Chief Justice of the Supreme Court of Illinois
- In office 1913–1914

Justice of the Supreme Court of Illinois
- In office 1909–1918
- Preceded by: Guy C. Scott

Member of the Illinois House of Representatives from the 33rd district
- In office 1902–1909

Personal details
- Born: George Anderson Cooke July 3, 1869 New Athens, Ohio, U.S.
- Died: December 6, 1938 (aged 69)
- Spouse: Sarah Blee
- Children: 4
- Education: Knox College
- Profession: Politician, lawyer, judge

= George A. Cooke =

American judge (1869–1938)

George Anderson Cooke (July 3, 1869 – December 6, 1938) was a member of the Illinois General Assembly 1902-1909 and a judge of the Illinois Supreme Court 1909-1918, serving as chief justice 1913-1914.

==Biography==
Born in New Athens, Ohio, both of Cooke's parents died when he was 11 years old, and he was sent to live in Mercer County, Illinois. He was educated at Knox College, graduating in 1892.

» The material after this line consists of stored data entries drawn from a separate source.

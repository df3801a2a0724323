//! Token stream for the ActionScript outline parser.

use logos::Logos;

use crate::base::{TextRange, TextSize};

/// Token kinds recognised by the outline lexer.
///
/// Contextual words (`get`, `set`, `each`, `namespace` in some positions) are
/// lexed as identifiers or keywords and disambiguated by the parser.
#[derive(Logos, Copy, Clone, Debug, PartialEq, Eq, Hash)]
#[logos(skip r"[ \t\r\n\f\u{feff}]+")]
#[logos(skip(r"//[^\r\n]*", allow_greedy = true))]
#[logos(skip r"/\*([^*]|\*+[^*/])*\*+/")]
pub enum TokenKind {
    #[token("package")]
    Package,
    #[token("import")]
    Import,
    #[token("class")]
    Class,
    #[token("interface")]
    Interface,
    #[token("extends")]
    Extends,
    #[token("implements")]
    Implements,
    #[token("function")]
    Function,
    #[token("var")]
    Var,
    #[token("const")]
    Const,
    #[token("namespace")]
    Namespace,
    #[token("use")]
    Use,
    #[token("public")]
    Public,
    #[token("private")]
    Private,
    #[token("protected")]
    Protected,
    #[token("internal")]
    Internal,
    #[token("static")]
    Static,
    #[token("override")]
    Override,
    #[token("final")]
    Final,
    #[token("dynamic")]
    Dynamic,
    #[token("native")]
    Native,
    #[token("void")]
    Void,
    #[token("new")]
    New,
    #[token("this")]
    This,
    #[token("super")]
    Super,
    #[token("return")]
    Return,
    /// Statement keywords that never start a reference.
    #[token("if")]
    #[token("else")]
    #[token("for")]
    #[token("while")]
    #[token("do")]
    #[token("switch")]
    #[token("case")]
    #[token("default")]
    #[token("break")]
    #[token("continue")]
    #[token("try")]
    #[token("catch")]
    #[token("finally")]
    #[token("throw")]
    #[token("typeof")]
    #[token("instanceof")]
    #[token("delete")]
    #[token("in")]
    #[token("is")]
    #[token("as")]
    #[token("true")]
    #[token("false")]
    #[token("null")]
    #[token("undefined")]
    Keyword,

    #[regex(r"[A-Za-z_$][A-Za-z0-9_$]*")]
    Ident,
    #[regex(r#""([^"\\\r\n]|\\.)*""#)]
    #[regex(r"'([^'\\\r\n]|\\.)*'")]
    String,
    #[regex(r"[0-9][0-9A-Za-z_.]*")]
    Number,

    #[token("{")]
    LBrace,
    #[token("}")]
    RBrace,
    #[token("(")]
    LParen,
    #[token(")")]
    RParen,
    #[token("[")]
    LBracket,
    #[token("]")]
    RBracket,
    #[token(";")]
    Semi,
    #[token(",")]
    Comma,
    #[token(":")]
    Colon,
    #[token(".")]
    Dot,
    #[token("=")]
    Eq,
    #[token("<")]
    Lt,
    #[token(">")]
    Gt,
    #[token("*")]
    Star,
    #[regex(r"[-+/%&|^!~?@#\\]")]
    Operator,
}

impl TokenKind {
    /// Keywords that may only appear as attributes of a declaration.
    pub fn is_attribute(self) -> bool {
        matches!(
            self,
            TokenKind::Public
                | TokenKind::Private
                | TokenKind::Protected
                | TokenKind::Internal
                | TokenKind::Static
                | TokenKind::Override
                | TokenKind::Final
                | TokenKind::Dynamic
                | TokenKind::Native
        )
    }

    /// Tokens that begin a declaration.
    pub fn starts_declaration(self) -> bool {
        self.is_attribute()
            || matches!(
                self,
                TokenKind::Package
                    | TokenKind::Import
                    | TokenKind::Class
                    | TokenKind::Interface
                    | TokenKind::Function
                    | TokenKind::Var
                    | TokenKind::Const
                    | TokenKind::Namespace
                    | TokenKind::Use
            )
    }
}

/// A lexed token with its source range.
#[derive(Copy, Clone, Debug, PartialEq, Eq)]
pub struct Token {
    pub kind: TokenKind,
    pub range: TextRange,
}

/// Result of lexing a whole file.
#[derive(Clone, Debug, Default)]
pub struct Lexed {
    pub tokens: Vec<Token>,
    /// Ranges of characters the lexer could not classify.
    pub errors: Vec<TextRange>,
}

/// Lex `text` into tokens.
pub fn lex(text: &str) -> Lexed {
    let mut lexed = Lexed::default();
    let mut lexer = TokenKind::lexer(text);

    while let Some(result) = lexer.next() {
        let span = lexer.span();
        let range = TextRange::new(
            TextSize::from(span.start as u32),
            TextSize::from(span.end as u32),
        );
        match result {
            Ok(kind) => lexed.tokens.push(Token { kind, range }),
            Err(()) => lexed.errors.push(range),
        }
    }

    lexed
}

#[cfg(test)]
mod tests {
    use super::*;

    fn kinds(text: &str) -> Vec<TokenKind> {
        lex(text).tokens.into_iter().map(|t| t.kind).collect()
    }

    #[test]
    fn test_keywords_beat_identifiers() {
        assert_eq!(
            kinds("package classes class"),
            vec![TokenKind::Package, TokenKind::Ident, TokenKind::Class]
        );
    }

    #[test]
    fn test_comments_are_skipped() {
        assert_eq!(
            kinds("var /* block\n comment */ x // trailing\n;"),
            vec![TokenKind::Var, TokenKind::Ident, TokenKind::Semi]
        );
    }

    #[test]
    fn test_vector_type_tokens() {
        assert_eq!(
            kinds("Vector.<int>"),
            vec![
                TokenKind::Ident,
                TokenKind::Dot,
                TokenKind::Lt,
                TokenKind::Ident,
                TokenKind::Gt
            ]
        );
    }

    #[test]
    fn test_strings_and_ranges() {
        let lexed = lex(r#"x = "a\"b";"#);
        assert!(lexed.errors.is_empty());
        assert_eq!(lexed.tokens[2].kind, TokenKind::String);
        assert_eq!(u32::from(lexed.tokens[2].range.start()), 4);
        assert_eq!(u32::from(lexed.tokens[2].range.end()), 10);
    }
}
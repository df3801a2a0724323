//! Outline syntax for ActionScript, MXML and resource bundles.
//!
//! This is the parser collaborator of the semantic core: it recovers just
//! enough structure (declarations, signatures, metadata, referenced names)
//! for definition discovery and dependency tracking.

pub mod ast;
pub mod lexer;
pub mod mxml;
pub mod parser;
pub mod properties;
pub mod provider;

pub use ast::FileNode;
pub use mxml::Manifests;
pub use parser::{parse_actionscript, Parse, SyntaxError};
pub use provider::{
    OutlineSyntaxProvider, ParseInput, SourceLanguage, SyntaxProvider, DEFAULT_BUNDLE_BASE,
};
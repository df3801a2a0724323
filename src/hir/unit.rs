//! Compilation units and their requests.
//!
//! A [`CompilationUnit`] wraps one source file, one library entry, one
//! resource bundle or one supplied syntax tree. Its derived data is produced
//! by four single-flight requests:
//!
//! ```text
//! syntax tree ──▶ file scope ──▶ outgoing dependencies ──▶ ABC bytes
//!                (publishes)     (resolution, edges,
//!                                 problems)
//! ```
//!
//! Invalidating a unit bumps its generation and replaces all four cells, so
//! the next access recomputes from the source.

use std::io;
use std::path::PathBuf;
use std::sync::atomic::{AtomicBool, AtomicU32, Ordering};
use std::sync::{Arc, Weak};

use parking_lot::Mutex;
use smol_str::SmolStr;
use tokio_util::sync::CancellationToken;

use crate::base::{LineIndex, QName};
use crate::error::{CompileError, Result};
use crate::project::file_set::FileStamp;
use crate::project::file_spec::ReadOptions;
use crate::project::{ActiveGuard, Project};
use crate::syntax::ast::FileNode;
use crate::syntax::{ParseInput, SourceLanguage};

use super::analysis::{self, OutgoingDependenciesResult};
use super::codegen::CodegenInput;
use super::diagnostics::{Problem, ProblemKind, SourceLocation};
use super::ids::{FileId, UnitId};
use super::lower::{lower_file, FileScopeResult, LowerContext};
use super::project_scope::DefinitionPriority;
use super::request::{RequestCell, RequestState};

// ============================================================================
// UNIT TYPES
// ============================================================================

/// What a unit is built from. Fixed at creation.
#[derive(Clone, Copy, Debug, PartialEq, Eq, Hash)]
#[cfg_attr(feature = "interchange", derive(serde::Serialize, serde::Deserialize))]
pub enum UnitKind {
    AsSource,
    MxmlSource,
    /// An entry of a library archive; its bytecode is the entry itself.
    SwcEmbedded,
    ResourceBundle,
    /// Built from a supplied syntax tree, without source text.
    AbcOnly,
}

impl UnitKind {
    fn language(self) -> SourceLanguage {
        match self {
            UnitKind::MxmlSource => SourceLanguage::Mxml,
            UnitKind::ResourceBundle => SourceLanguage::Properties,
            UnitKind::AsSource | UnitKind::SwcEmbedded | UnitKind::AbcOnly => {
                SourceLanguage::ActionScript
            }
        }
    }
}

/// Progress of a unit's derived data.
#[derive(Clone, Copy, Debug, PartialEq, Eq)]
pub enum UnitState {
    Unparsed,
    Parsing,
    Parsed,
    DefinitionsPublished,
    BytecodeReady,
    /// Removed from its project.
    Invalid,
}

#[derive(Clone, Debug)]
pub(crate) enum UnitSource {
    File(FileId),
    Synthetic(Arc<FileNode>),
}

/// Everything needed to create a unit.
#[derive(Clone, Debug)]
pub(crate) struct UnitDescriptor {
    pub kind: UnitKind,
    pub source: UnitSource,
    pub name: SmolStr,
    pub expected: Vec<QName>,
    pub priority: DefinitionPriority,
    pub locale: Option<SmolStr>,
}

// ============================================================================
// REQUEST RESULTS
// ============================================================================

#[derive(Debug)]
pub struct SyntaxTreeResult {
    pub ast: Arc<FileNode>,
    /// Source stamp read before parsing; `None` for synthetic units.
    pub stamp: Option<FileStamp>,
    pub line_index: Option<Arc<LineIndex>>,
    pub problems: Vec<Problem>,
}

#[derive(Debug)]
pub struct AbcBytesResult {
    pub bytes: Arc<[u8]>,
}

#[derive(Debug)]
struct UnitRequests {
    generation: u32,
    syntax_tree: RequestCell<SyntaxTreeResult>,
    file_scope: RequestCell<FileScopeResult>,
    outgoing: RequestCell<OutgoingDependenciesResult>,
    abc: RequestCell<AbcBytesResult>,
}

impl UnitRequests {
    fn new(generation: u32) -> Self {
        Self {
            generation,
            syntax_tree: RequestCell::default(),
            file_scope: RequestCell::default(),
            outgoing: RequestCell::default(),
            abc: RequestCell::default(),
        }
    }
}

/// A handle on one request of a unit. [`Request::get`] blocks until the
/// result is available.
pub struct Request<T> {
    unit: Arc<CompilationUnit>,
    fetch: fn(&CompilationUnit) -> Result<Arc<T>>,
}

impl<T> Request<T> {
    pub fn get(&self) -> Result<Arc<T>> {
        (self.fetch)(&self.unit)
    }

    pub fn unit(&self) -> &Arc<CompilationUnit> {
        &self.unit
    }
}

impl<T> Clone for Request<T> {
    fn clone(&self) -> Self {
        Self {
            unit: self.unit.clone(),
            fetch: self.fetch,
        }
    }
}

/// A live access to a unit: the project kept active, the current request
/// cells and the cancellation token of this access.
struct Access {
    project: ActiveGuard,
    requests: Arc<UnitRequests>,
    token: CancellationToken,
}

// ============================================================================
// COMPILATION UNIT
// ============================================================================

pub struct CompilationUnit {
    id: UnitId,
    kind: UnitKind,
    name: SmolStr,
    source: UnitSource,
    locale: Option<SmolStr>,
    expected: Vec<QName>,
    priority: DefinitionPriority,
    project: Weak<Project>,
    valid: AtomicBool,
    generation: AtomicU32,
    requests: Mutex<Arc<UnitRequests>>,
}
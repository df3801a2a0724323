//! Source and library roots.
//!
//! A file under a root is expected to define the class its location names:
//! `src/flash/events/Event.as` under root `src` promises `flash.events.Event`.
//! The root also fixes the file's [`DefinitionPriority`].

use std::path::{Component, Path, PathBuf};

use smol_str::SmolStr;

use crate::base::{is_identifier, QName};
use crate::hir::{DefinitionPriority, PathOrigin};
use crate::syntax::properties::bundle_class_name;
use crate::syntax::SourceLanguage;

use super::config::ProjectConfig;

/// Where a file sits on the paths.
#[derive(Clone, Debug, PartialEq, Eq)]
pub struct SourceLocationInfo {
    pub origin: PathOrigin,
    pub root_index: u32,
    /// Empty when the location does not form a valid qualified name.
    pub expected: Vec<QName>,
    /// Locale of a resource bundle.
    pub locale: Option<SmolStr>,
}

#[derive(Clone, Debug, Default)]
pub struct SourcePathManager {
    source_roots: Vec<PathBuf>,
    library_roots: Vec<PathBuf>,
    default_locale: SmolStr,
}

impl SourcePathManager {
    pub fn new(config: &ProjectConfig) -> Self {
        Self {
            source_roots: config.source_path.clone(),
            library_roots: config.library_path.clone(),
            default_locale: config.locale.as_str().into(),
        }
    }

    pub fn source_roots(&self) -> &[PathBuf] {
        &self.source_roots
    }

    pub fn library_roots(&self) -> &[PathBuf] {
        &self.library_roots
    }

    /// Locate `path` on the roots. Files outside every root rank after all
    /// source roots and promise nothing.
    pub fn locate(&self, path: &Path) -> SourceLocationInfo {
        let roots = self
            .source_roots
            .iter()
            .map(|root| (PathOrigin::SourcePath, root))
            .enumerate()
            .chain(
                self.library_roots
                    .iter()
                    .map(|root| (PathOrigin::LibraryPath, root))
                    .enumerate(),
            );
        for (index, (origin, root)) in roots {
            let Ok(relative) = path.strip_prefix(root) else {
                continue;
            };
            let (expected, locale) = self.expected_names(relative);
            return SourceLocationInfo {
                origin,
                root_index: index as u32,
                expected,
                locale,
            };
        }

        let locale = self.bundle_locale(path);
        SourceLocationInfo {
            origin: PathOrigin::SourcePath,
            root_index: self.source_roots.len() as u32,
            expected: Vec::new(),
            locale,
        }
    }

    /// Priority of a unit at `info`, added as the `sequence`-th unit.
    pub fn priority(&self, info: &SourceLocationInfo, sequence: u64) -> DefinitionPriority {
        DefinitionPriority::new(info.origin, info.root_index, sequence)
    }

    fn expected_names(&self, relative: &Path) -> (Vec<QName>, Option<SmolStr>) {
        let Some(stem) = relative.file_stem().and_then(|s| s.to_str()) else {
            return (Vec::new(), None);
        };

        if SourceLanguage::from_path(relative) == Some(SourceLanguage::Properties) {
            let locale = self.bundle_locale(relative).unwrap_or_else(|| self.default_locale.clone());
            let class = bundle_class_name(&locale, stem);
            return (vec![QName::top_level(class)], Some(locale));
        }

        let mut package: Vec<&str> = Vec::new();
        if let Some(parent) = relative.parent() {
            for component in parent.components() {
                match component {
                    Component::Normal(part) => match part.to_str() {
                        Some(part) if is_identifier(part) => package.push(part),
                        _ => return (Vec::new(), None),
                    },
                    _ => return (Vec::new(), None),
                }
            }
        }
        if !is_identifier(stem) {
            return (Vec::new(), None);
        }
        (vec![QName::new(package.join("."), stem)], None)
    }

    /// Locale of a bundle from its directory, such as `locale/fr_FR/x.properties`.
    fn bundle_locale(&self, path: &Path) -> Option<SmolStr> {
        if SourceLanguage::from_path(path) != Some(SourceLanguage::Properties) {
            return None;
        }
        let dir = path.parent()?.file_name()?.to_str()?;
        is_locale(dir).then(|| SmolStr::new(dir))
    }
}

/// `en`, `en_US` and the like.
fn is_locale(name: &str) -> bool {
    let mut parts = name.split('_');
    let language = parts.next().unwrap_or_default();
    let language_ok = (2..=3).contains(&language.len()) && language.chars().all(|c| c.is_ascii_lowercase());
    let region_ok = parts.all(|part| !part.is_empty() && part.chars().all(|c| c.is_ascii_alphanumeric()));
    language_ok && region_ok
}

#[cfg(test)]
mod tests {
    use super::*;
    use rstest::rstest;

    fn manager() -> SourcePathManager {
        SourcePathManager::new(
            &ProjectConfig::new()
                .with_source_path("/proj/src")
                .with_source_path("/proj/gen")
                .with_library_path("/libs"),
        )
    }

    #[rstest]
    #[case("/proj/src/flash/events/Event.as", PathOrigin::SourcePath, 0, Some("flash.events.Event"))]
    #[case("/proj/gen/Main.mxml", PathOrigin::SourcePath, 1, Some("Main"))]
    #[case("/libs/core/pkg/C.as", PathOrigin::LibraryPath, 0, Some("core.pkg.C"))]
    #[case("/proj/src/bad-dir/A.as", PathOrigin::SourcePath, 0, None)]
    #[case("/elsewhere/A.as", PathOrigin::SourcePath, 2, None)]
    fn test_locate(
        #[case] path: &str,
        #[case] origin: PathOrigin,
        #[case] root_index: u32,
        #[case] expected: Option<&str>,
    ) {
        let info = manager().locate(Path::new(path));
        assert_eq!(info.origin, origin);
        assert_eq!(info.root_index, root_index);
        let names: Vec<String> = info.expected.iter().map(|q| q.to_string()).collect();
        assert_eq!(names, expected.map(|e| vec![e.to_string()]).unwrap_or_default());
    }

    #[test]
    fn test_bundle_locale_from_directory() {
        let info = manager().locate(Path::new("/proj/src/fr_FR/core.properties"));
        assert_eq!(info.locale.as_deref(), Some("fr_FR"));
        assert_eq!(info.expected[0].name(), "fr_FR$core_properties");

        let info = manager().locate(Path::new("/proj/src/bundles/core.properties"));
        assert_eq!(info.locale.as_deref(), Some("en_US"));
    }

    #[test]
    fn test_source_beats_library_priority() {
        let m = manager();
        let src = m.priority(&m.locate(Path::new("/proj/gen/pkg/C.as")), 9);
        let lib = m.priority(&m.locate(Path::new("/libs/pkg/C.as")), 1);
        assert!(src < lib);
    }
}
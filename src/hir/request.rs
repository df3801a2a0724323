//! Single-flight request cells.
//!
//! Every request of a compilation unit is a [`RequestCell`]: the first caller
//! computes the value, concurrent callers block until it is ready, and all of
//! them receive the same `Arc`. Failures are shared the same way, except that
//! an interrupted computation is retried by the next caller whose
//! cancellation token is still live.

use std::panic::{self, AssertUnwindSafe};
use std::sync::Arc;
use std::time::Duration;

use parking_lot::{Condvar, Mutex};
use tokio_util::sync::CancellationToken;

use crate::error::{CompileError, Result};

/// How often a blocked waiter re-checks its cancellation token.
const CANCEL_POLL: Duration = Duration::from_millis(20);

#[derive(Debug)]
enum CellState<T> {
    Pending,
    Running,
    Ready(Arc<T>),
    Failed(CompileError),
}

/// Observable state of a request.
#[derive(Clone, Copy, Debug, PartialEq, Eq)]
pub enum RequestState {
    Pending,
    Running,
    Ready,
    Failed,
}

#[derive(Debug)]
pub(crate) struct RequestCell<T> {
    state: Mutex<CellState<T>>,
    done: Condvar,
}

impl<T> Default for RequestCell<T> {
    fn default() -> Self {
        Self {
            state: Mutex::new(CellState::Pending),
            done: Condvar::new(),
        }
    }
}

impl<T> RequestCell<T> {
    /// Return the shared result, computing it on this thread if nobody has.
    pub(crate) fn get_or_compute(
        &self,
        cancel: &CancellationToken,
        compute: impl FnOnce() -> Result<T>,
    ) -> Result<Arc<T>> {
        {
            let mut state = self.state.lock();
            loop {
                match &*state {
                    CellState::Ready(value) => return Ok(value.clone()),
                    CellState::Failed(err) if err.is_interrupted() && !cancel.is_cancelled() => {
                        *state = CellState::Pending;
                    }
                    CellState::Failed(err) => return Err(err.clone()),
                    CellState::Running => {
                        if cancel.is_cancelled() {
                            return Err(CompileError::Interrupted);
                        }
                        self.done.wait_for(&mut state, CANCEL_POLL);
                    }
                    CellState::Pending => {
                        if cancel.is_cancelled() {
                            return Err(CompileError::Interrupted);
                        }
                        *state = CellState::Running;
                        break;
                    }
                }
            }
        }

        let outcome = panic::catch_unwind(AssertUnwindSafe(compute));
        let result = match outcome {
            Ok(result) => result,
            Err(payload) => {
                self.finish(CellState::Failed(CompileError::Internal(
                    "request computation panicked".into(),
                )));
                panic::resume_unwind(payload);
            }
        };

        match result {
            Ok(value) => {
                let value = Arc::new(value);
                self.finish(CellState::Ready(value.clone()));
                Ok(value)
            }
            Err(err) => {
                self.finish(CellState::Failed(err.clone()));
                Err(err)
            }
        }
    }

    fn finish(&self, next: CellState<T>) {
        *self.state.lock() = next;
        self.done.notify_all();
    }

    /// The result, if it is ready.
    pub(crate) fn peek(&self) -> Option<Arc<T>> {
        match &*self.state.lock() {
            CellState::Ready(value) => Some(value.clone()),
            _ => None,
        }
    }

    pub(crate) fn state(&self) -> RequestState {
        match &*self.state.lock() {
            CellState::Pending => RequestState::Pending,
            CellState::Running => RequestState::Running,
            CellState::Ready(_) => RequestState::Ready,
            CellState::Failed(_) => RequestState::Failed,
        }
    }
}

#[cfg(test)]
mod tests {
    use super::*;
    use std::sync::atomic::{AtomicUsize, Ordering};
    use std::sync::Barrier;
    use std::thread;

    #[test]
    fn test_single_flight_across_threads() {
        let cell: Arc<RequestCell<u32>> = Arc::default();
        let calls = Arc::new(AtomicUsize::new(0));
        let barrier = Arc::new(Barrier::new(8));
        let token = CancellationToken::new();

        let handles: Vec<_> = (0..8)
            .map(|_| {
                let cell = cell.clone();
                let calls = calls.clone();
                let barrier = barrier.clone();
                let token = token.clone();
                thread::spawn(move || {
                    barrier.wait();
                    cell.get_or_compute(&token, || {
                        calls.fetch_add(1, Ordering::SeqCst);
                        thread::sleep(Duration::from_millis(30));
                        Ok(42)
                    })
                    .unwrap()
                })
            })
            .collect();

        let results: Vec<Arc<u32>> = handles.into_iter().map(|h| h.join().unwrap()).collect();
        assert_eq!(calls.load(Ordering::SeqCst), 1);
        for result in &results {
            assert!(Arc::ptr_eq(result, &results[0]));
        }
        assert_eq!(cell.state(), RequestState::Ready);
    }

    #[test]
    fn test_failure_is_shared() {
        let cell: RequestCell<u32> = RequestCell::default();
        let token = CancellationToken::new();
        let err = cell
            .get_or_compute(&token, || Err(CompileError::Internal("bad".into())))
            .unwrap_err();
        assert!(matches!(err, CompileError::Internal(_)));
        let again = cell.get_or_compute(&token, || Ok(1)).unwrap_err();
        assert!(matches!(again, CompileError::Internal(_)));
    }

    #[test]
    fn test_interrupted_result_is_retried_with_fresh_token() {
        let cell: RequestCell<u32> = RequestCell::default();
        let old = CancellationToken::new();
        old.cancel();
        assert!(cell.get_or_compute(&old, || Ok(1)).unwrap_err().is_interrupted());

        let fresh = CancellationToken::new();
        let first = cell.get_or_compute(&fresh, || Err(CompileError::Interrupted));
        assert!(first.unwrap_err().is_interrupted());
        assert_eq!(*cell.get_or_compute(&fresh, || Ok(5)).unwrap(), 5);
    }

    #[test]
    fn test_waiters_observe_cancellation() {
        let cell: Arc<RequestCell<u32>> = Arc::default();
        let token = CancellationToken::new();
        let started = Arc::new(Barrier::new(2));

        let worker = {
            let cell = cell.clone();
            let token = token.clone();
            let started = started.clone();
            thread::spawn(move || {
                cell.get_or_compute(&token, || {
                    started.wait();
                    while !token.is_cancelled() {
                        thread::sleep(Duration::from_millis(5));
                    }
                    Err(CompileError::Interrupted)
                })
            })
        };

        started.wait();
        let waiter = {
            let cell = cell.clone();
            let token = token.clone();
            thread::spawn(move || cell.get_or_compute(&token, || Ok(0)))
        };
        thread::sleep(Duration::from_millis(30));
        token.cancel();

        assert!(worker.join().unwrap().unwrap_err().is_interrupted());
        assert!(waiter.join().unwrap().unwrap_err().is_interrupted());
    }

    #[test]
    fn test_panic_marks_cell_failed() {
        let cell: Arc<RequestCell<u32>> = Arc::default();
        let token = CancellationToken::new();
        let panicking = {
            let cell = cell.clone();
            let token = token.clone();
            thread::spawn(move || {
                let _ = cell.get_or_compute(&token, || panic!("collaborator bug"));
            })
        };
        assert!(panicking.join().is_err());
        assert_eq!(cell.state(), RequestState::Failed);
        assert!(matches!(
            cell.get_or_compute(&token, || Ok(1)),
            Err(CompileError::Internal(_))
        ));
    }
}
//! Semantic analysis of one unit: the outgoing dependencies request.
//!
//! Resolving every name a unit uses records its dependency edges as a side
//! effect. Along the way the checks that need other units run here:
//! unresolved annotations and imports, circular inheritance and overrides.

use std::sync::Arc;

use rustc_hash::FxHashSet;
use smol_str::SmolStr;
use tokio_util::sync::CancellationToken;

use crate::base::QName;
use crate::error::{CompileError, Result};
use crate::project::Project;

use super::definitions::{Definition, DefinitionData, DefinitionKind, Parameter, ResolvedType, TypeName};
use super::diagnostics::{Problem, ProblemKind, RelatedInfo};
use super::graph::DependencyType;
use super::ids::DefId;
use super::lower::{FileScopeResult, Reference, ReferenceKind};
use super::namespace::{NamespaceReference, NamespaceValue};
use super::resolve::{ambiguity_problem, ResolveResult, Resolver};
use super::unit::CompilationUnit;

/// Result of the outgoing dependencies request.
#[derive(Debug, Default)]
pub struct OutgoingDependenciesResult {
    pub problems: Vec<Problem>,
}

// ============================================================================
// OVERRIDE POLICY
// ============================================================================

/// Decides whether an overriding method's signature is compatible with the
/// method it overrides.
pub trait OverridePolicy: Send + Sync {
    fn is_compatible_return_type(&self, project: &Project, base: &ResolvedType, over: &ResolvedType) -> Result<bool>;

    fn is_compatible_parameter_type(&self, project: &Project, base: &ResolvedType, over: &ResolvedType) -> Result<bool>;

    fn is_compatible_parameter_count(&self, base: &[Parameter], over: &[Parameter]) -> bool;
}

/// Signatures must match exactly.
#[derive(Clone, Copy, Debug, Default)]
pub struct ExactOverridePolicy;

Cooke was admitted to the bar of Illinois in 1895 and established a law practice in Aledo, Illinois. In 1902, he was elected to the Illinois House of Representatives, representing the 33rd District. He served two terms.

Upon the death of Justice Guy C. Scott of the Illinois Supreme Court in 1909, Cooke ran for and won election to the Fourth District of the Illinois Supreme Court. Cooke served out the remainder of Justice Scott's term and then won re-election to a full term in 1912. He served as chief justice of the court for two consecutive terms in 1913 and 1914.

In 1918, Cooke left the bench to become chief counsel of the Peoples Gas Light and Coke Company, a position he held for the next twenty years until his death.

Cooke was married to Sarah Blee. Together, they had four children. He died in his home on December 6, 1938.